//! Configuration management

use anyhow::{Context, Result};
use serde::Deserialize;
use std::path::PathBuf;
use std::time::Duration;

/// Env var prefix, e.g. `MPD_CONTROL_PORT`
const ENV_PREFIX: &str = "MPD_CONTROL";

/// Directory name under the platform config dir
const APP_DIR_NAME: &str = "mpd-control";

#[derive(Debug, Clone, Deserialize)]
pub struct Config {
    #[serde(default = "default_hostname")]
    pub hostname: String,

    #[serde(default = "default_port")]
    pub port: u16,

    /// Shared password; no authentication when unset
    #[serde(default)]
    pub password: Option<String>,

    #[serde(default = "default_max_connections")]
    pub max_connections: usize,

    #[serde(default = "default_connection_timeout_secs")]
    pub connection_timeout_secs: u64,

    /// JSON array of tracks served by the in-memory library
    #[serde(default)]
    pub library_file: Option<PathBuf>,

    /// Directory for stored playlists; kept in memory when unset
    #[serde(default)]
    pub playlist_dir: Option<PathBuf>,
}

fn default_hostname() -> String {
    "127.0.0.1".to_string()
}

fn default_port() -> u16 {
    6600
}

fn default_max_connections() -> usize {
    20
}

fn default_connection_timeout_secs() -> u64 {
    60
}

impl Default for Config {
    fn default() -> Self {
        Self {
            hostname: default_hostname(),
            port: default_port(),
            password: None,
            max_connections: default_max_connections(),
            connection_timeout_secs: default_connection_timeout_secs(),
            library_file: None,
            playlist_dir: None,
        }
    }
}

impl Config {
    /// Configured password, with an empty value meaning none
    pub fn password(&self) -> Option<&str> {
        self.password.as_deref().filter(|p| !p.is_empty())
    }

    pub fn connection_timeout(&self) -> Duration {
        Duration::from_secs(self.connection_timeout_secs)
    }

    pub fn bind_address(&self) -> String {
        format!("{}:{}", self.hostname, self.port)
    }
}

/// Get config directory (MPD_CONTROL_CONFIG_DIR, XDG_CONFIG_HOME or platform default)
pub fn get_config_dir() -> PathBuf {
    if let Ok(dir) = std::env::var("MPD_CONTROL_CONFIG_DIR") {
        return PathBuf::from(dir);
    }

    #[cfg(target_os = "macos")]
    {
        if let Ok(home) = std::env::var("HOME") {
            return PathBuf::from(home).join("Library/Application Support").join(APP_DIR_NAME);
        }
    }

    #[cfg(target_os = "linux")]
    {
        if let Ok(xdg) = std::env::var("XDG_CONFIG_HOME") {
            return PathBuf::from(xdg).join(APP_DIR_NAME);
        }
        if let Ok(home) = std::env::var("HOME") {
            return PathBuf::from(home).join(".config").join(APP_DIR_NAME);
        }
    }

    #[cfg(target_os = "windows")]
    {
        if let Ok(appdata) = std::env::var("APPDATA") {
            return PathBuf::from(appdata).join(APP_DIR_NAME);
        }
    }

    // Fallback to ./data
    PathBuf::from("./data")
}

pub fn load_config() -> Result<Config> {
    let config_dir = get_config_dir();

    let config = ::config::Config::builder()
        // Start with defaults
        .set_default("hostname", default_hostname())?
        .set_default("port", i64::from(default_port()))?
        .set_default("max_connections", default_max_connections() as i64)?
        .set_default("connection_timeout_secs", default_connection_timeout_secs() as i64)?
        // Load from config file if it exists (config.json, config.toml, ...)
        .add_source(
            ::config::File::with_name(&config_dir.join("config").to_string_lossy()).required(false),
        )
        // Override with environment variables (MPD_CONTROL_PORT, MPD_CONTROL_PASSWORD, ...)
        .add_source(
            ::config::Environment::with_prefix(ENV_PREFIX)
                .prefix_separator("_")
                .separator("__")
                .try_parsing(true),
        )
        .build()
        .with_context(|| format!("reading configuration from {}", config_dir.display()))?;

    config
        .try_deserialize()
        .context("invalid configuration")
}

——

PROBLEM REQUIREMENTS >> Take each line above that contains "Option" and copy it out.

SOLUTION >>
    pub password: Option<String>,
    pub library_file: Option<PathBuf>,
    pub playlist_dir: Option<PathBuf>,
    pub fn password(&self) -> Option<&str> {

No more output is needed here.